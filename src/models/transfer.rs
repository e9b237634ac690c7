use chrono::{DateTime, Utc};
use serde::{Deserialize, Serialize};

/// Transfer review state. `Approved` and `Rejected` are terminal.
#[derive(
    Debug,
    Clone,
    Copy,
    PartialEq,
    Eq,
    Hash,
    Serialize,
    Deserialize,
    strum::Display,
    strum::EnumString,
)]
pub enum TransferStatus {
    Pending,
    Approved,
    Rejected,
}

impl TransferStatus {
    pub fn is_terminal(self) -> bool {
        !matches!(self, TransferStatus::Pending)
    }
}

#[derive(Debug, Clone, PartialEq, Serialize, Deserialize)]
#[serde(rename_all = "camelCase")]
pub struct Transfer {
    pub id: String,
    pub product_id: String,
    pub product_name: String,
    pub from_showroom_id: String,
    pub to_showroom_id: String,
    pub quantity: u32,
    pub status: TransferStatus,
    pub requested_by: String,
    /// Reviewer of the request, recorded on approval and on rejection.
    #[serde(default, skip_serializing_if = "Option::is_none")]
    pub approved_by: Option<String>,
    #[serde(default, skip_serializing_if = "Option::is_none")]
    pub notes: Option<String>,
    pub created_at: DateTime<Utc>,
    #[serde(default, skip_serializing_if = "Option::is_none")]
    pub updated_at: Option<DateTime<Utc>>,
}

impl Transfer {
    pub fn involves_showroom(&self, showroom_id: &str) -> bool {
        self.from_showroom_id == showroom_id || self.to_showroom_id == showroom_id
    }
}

--

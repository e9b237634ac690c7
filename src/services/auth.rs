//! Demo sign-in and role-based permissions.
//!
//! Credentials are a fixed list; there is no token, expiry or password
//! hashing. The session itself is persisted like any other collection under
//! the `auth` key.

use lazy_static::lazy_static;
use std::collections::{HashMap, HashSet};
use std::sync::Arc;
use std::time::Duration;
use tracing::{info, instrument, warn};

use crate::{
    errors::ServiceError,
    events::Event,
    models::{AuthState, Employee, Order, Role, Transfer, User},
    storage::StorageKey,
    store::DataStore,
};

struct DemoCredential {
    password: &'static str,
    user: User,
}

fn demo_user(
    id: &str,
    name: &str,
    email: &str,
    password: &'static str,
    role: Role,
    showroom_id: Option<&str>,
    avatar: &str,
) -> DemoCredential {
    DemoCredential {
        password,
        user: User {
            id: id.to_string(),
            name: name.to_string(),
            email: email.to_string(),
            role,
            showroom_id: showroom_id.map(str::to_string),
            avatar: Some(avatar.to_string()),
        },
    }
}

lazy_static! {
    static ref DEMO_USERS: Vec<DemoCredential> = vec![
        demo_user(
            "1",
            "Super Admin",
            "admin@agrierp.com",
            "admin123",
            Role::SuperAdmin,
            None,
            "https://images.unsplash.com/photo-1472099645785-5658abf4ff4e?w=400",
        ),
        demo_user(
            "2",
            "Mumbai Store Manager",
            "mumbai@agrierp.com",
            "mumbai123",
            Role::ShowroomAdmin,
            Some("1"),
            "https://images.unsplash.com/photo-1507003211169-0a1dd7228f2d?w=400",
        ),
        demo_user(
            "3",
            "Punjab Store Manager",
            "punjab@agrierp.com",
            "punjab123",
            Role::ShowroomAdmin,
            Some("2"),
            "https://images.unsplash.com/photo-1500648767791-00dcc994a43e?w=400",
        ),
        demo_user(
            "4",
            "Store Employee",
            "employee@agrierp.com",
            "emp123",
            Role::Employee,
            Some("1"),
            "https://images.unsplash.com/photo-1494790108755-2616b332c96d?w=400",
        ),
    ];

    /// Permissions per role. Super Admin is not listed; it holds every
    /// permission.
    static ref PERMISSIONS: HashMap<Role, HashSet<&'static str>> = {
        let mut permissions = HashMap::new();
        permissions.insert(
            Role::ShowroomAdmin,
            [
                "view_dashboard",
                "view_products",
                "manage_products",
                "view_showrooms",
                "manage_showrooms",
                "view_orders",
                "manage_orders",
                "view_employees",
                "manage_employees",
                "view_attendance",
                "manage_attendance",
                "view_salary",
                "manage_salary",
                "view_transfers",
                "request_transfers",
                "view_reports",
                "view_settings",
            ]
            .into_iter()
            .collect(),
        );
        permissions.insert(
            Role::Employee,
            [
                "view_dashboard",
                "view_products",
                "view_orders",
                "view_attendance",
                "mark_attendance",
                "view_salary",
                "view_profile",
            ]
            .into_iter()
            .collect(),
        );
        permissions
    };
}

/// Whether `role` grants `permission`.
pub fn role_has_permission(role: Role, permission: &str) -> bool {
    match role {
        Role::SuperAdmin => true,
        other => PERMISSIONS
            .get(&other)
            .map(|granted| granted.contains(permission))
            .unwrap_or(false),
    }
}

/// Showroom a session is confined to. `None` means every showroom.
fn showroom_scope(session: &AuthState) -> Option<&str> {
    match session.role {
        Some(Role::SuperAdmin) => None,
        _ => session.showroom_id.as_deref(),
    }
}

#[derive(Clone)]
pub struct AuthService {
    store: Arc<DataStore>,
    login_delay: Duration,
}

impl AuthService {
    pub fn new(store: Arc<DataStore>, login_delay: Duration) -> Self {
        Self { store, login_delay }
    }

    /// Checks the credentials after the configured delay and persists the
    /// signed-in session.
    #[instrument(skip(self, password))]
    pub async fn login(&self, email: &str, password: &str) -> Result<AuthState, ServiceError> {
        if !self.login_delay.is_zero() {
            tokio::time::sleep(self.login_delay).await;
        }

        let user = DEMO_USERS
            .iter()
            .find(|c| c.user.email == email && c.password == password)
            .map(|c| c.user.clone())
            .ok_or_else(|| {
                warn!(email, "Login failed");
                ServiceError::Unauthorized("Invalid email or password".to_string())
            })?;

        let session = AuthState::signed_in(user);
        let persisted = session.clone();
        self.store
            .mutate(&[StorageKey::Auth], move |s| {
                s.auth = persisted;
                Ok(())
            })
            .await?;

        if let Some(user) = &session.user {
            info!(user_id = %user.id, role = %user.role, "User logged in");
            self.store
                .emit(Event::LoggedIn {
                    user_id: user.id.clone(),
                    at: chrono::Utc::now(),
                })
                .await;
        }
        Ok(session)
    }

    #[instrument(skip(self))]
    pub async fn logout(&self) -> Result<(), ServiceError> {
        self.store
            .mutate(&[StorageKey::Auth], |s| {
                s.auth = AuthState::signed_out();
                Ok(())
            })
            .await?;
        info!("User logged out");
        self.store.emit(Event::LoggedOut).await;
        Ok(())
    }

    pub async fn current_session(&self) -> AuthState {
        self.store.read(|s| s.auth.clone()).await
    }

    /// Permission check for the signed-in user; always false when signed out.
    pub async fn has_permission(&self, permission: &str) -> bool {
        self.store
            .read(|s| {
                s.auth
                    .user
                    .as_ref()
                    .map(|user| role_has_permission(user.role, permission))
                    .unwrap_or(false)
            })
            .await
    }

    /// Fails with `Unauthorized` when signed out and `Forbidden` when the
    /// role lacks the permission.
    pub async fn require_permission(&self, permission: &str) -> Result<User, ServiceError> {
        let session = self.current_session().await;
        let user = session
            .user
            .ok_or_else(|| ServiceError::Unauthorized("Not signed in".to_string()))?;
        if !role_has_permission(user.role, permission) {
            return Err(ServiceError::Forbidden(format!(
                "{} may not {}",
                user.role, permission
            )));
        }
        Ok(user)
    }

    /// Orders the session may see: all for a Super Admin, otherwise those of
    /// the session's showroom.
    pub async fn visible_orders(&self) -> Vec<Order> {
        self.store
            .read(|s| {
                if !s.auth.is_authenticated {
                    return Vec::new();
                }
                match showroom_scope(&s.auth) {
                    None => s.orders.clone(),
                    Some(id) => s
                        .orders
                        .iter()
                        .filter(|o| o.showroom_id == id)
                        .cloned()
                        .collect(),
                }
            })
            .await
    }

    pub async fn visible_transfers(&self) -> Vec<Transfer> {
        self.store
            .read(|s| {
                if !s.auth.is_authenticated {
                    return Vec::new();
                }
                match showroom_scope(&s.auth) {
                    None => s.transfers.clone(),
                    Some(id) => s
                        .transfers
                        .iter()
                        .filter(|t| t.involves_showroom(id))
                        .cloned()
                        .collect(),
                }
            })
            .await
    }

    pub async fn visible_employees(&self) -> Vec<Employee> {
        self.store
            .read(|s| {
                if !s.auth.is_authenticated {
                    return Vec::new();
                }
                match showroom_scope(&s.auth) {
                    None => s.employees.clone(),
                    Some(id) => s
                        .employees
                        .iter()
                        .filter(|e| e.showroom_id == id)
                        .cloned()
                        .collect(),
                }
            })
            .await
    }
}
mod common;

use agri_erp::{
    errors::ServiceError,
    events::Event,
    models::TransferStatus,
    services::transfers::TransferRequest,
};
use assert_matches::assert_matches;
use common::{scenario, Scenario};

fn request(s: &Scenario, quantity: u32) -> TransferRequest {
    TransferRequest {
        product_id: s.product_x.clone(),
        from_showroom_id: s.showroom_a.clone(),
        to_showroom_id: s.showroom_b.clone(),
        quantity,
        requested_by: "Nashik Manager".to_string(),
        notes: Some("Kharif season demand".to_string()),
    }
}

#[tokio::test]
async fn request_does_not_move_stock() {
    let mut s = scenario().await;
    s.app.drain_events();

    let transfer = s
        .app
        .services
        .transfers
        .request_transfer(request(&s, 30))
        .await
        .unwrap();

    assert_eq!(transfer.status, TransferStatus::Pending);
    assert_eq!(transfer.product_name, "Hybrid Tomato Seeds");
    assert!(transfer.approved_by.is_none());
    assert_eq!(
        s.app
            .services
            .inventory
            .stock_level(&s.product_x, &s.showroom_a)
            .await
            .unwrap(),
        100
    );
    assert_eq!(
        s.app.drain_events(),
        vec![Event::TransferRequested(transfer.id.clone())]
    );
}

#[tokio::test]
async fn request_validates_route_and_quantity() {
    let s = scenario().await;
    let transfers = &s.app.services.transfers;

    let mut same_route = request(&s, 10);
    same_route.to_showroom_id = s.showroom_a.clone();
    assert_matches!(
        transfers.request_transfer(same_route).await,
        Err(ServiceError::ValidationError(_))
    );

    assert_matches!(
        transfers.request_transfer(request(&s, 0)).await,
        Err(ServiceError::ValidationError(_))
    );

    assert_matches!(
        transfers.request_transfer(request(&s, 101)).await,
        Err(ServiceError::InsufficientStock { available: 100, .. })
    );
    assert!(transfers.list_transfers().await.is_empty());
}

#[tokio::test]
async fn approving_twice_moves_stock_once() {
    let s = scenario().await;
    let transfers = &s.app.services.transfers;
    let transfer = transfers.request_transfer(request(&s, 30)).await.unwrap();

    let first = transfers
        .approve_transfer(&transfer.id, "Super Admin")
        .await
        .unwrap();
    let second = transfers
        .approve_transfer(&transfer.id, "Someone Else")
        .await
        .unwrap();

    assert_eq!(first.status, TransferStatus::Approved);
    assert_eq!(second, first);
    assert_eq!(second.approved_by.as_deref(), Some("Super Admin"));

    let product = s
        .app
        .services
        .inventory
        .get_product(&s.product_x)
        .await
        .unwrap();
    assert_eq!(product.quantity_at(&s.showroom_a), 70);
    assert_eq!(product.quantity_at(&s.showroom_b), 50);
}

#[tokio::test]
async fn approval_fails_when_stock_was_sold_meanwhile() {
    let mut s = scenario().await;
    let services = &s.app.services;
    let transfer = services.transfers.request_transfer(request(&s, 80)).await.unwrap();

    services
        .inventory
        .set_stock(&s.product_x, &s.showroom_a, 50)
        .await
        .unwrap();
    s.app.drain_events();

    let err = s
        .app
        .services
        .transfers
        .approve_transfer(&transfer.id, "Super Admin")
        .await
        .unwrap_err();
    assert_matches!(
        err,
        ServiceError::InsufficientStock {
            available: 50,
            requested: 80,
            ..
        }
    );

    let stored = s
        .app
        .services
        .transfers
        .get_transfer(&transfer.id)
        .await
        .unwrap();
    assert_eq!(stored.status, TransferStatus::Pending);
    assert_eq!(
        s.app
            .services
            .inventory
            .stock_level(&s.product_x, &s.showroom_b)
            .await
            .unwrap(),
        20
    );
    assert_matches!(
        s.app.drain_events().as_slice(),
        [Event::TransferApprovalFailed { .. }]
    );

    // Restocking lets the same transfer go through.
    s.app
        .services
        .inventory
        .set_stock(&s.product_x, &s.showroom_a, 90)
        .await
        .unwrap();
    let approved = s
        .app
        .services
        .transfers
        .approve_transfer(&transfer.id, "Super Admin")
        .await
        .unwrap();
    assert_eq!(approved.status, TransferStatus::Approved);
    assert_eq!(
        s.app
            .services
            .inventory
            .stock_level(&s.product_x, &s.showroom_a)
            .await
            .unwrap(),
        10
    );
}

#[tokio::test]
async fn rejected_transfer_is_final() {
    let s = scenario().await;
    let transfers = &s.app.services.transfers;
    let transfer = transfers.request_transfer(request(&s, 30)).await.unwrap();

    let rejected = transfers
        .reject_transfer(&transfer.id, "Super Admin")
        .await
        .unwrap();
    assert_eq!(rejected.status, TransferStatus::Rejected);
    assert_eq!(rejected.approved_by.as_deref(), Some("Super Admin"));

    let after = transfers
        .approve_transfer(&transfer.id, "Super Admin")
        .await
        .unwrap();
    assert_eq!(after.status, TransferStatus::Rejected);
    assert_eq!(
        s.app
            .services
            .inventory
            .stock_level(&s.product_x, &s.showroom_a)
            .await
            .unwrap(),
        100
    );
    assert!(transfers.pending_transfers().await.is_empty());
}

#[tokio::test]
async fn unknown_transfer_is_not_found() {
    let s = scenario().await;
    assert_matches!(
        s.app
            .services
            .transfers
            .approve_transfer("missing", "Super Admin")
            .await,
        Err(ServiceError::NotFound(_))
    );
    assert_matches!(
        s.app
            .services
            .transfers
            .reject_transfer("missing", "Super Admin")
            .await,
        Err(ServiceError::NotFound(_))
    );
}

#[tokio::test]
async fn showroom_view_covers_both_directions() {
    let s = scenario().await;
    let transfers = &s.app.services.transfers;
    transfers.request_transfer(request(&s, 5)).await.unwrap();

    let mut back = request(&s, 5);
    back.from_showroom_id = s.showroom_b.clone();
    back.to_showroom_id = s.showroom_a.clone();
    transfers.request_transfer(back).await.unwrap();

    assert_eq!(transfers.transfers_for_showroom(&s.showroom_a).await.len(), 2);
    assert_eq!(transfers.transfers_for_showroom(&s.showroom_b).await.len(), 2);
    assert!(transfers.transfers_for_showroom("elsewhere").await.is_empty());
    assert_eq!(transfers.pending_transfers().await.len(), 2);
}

What this task involves.
Please return every line in the data that includes the string "emit".

Your response.
                .emit(Event::LoggedIn {
        self.store.emit(Event::LoggedOut).await;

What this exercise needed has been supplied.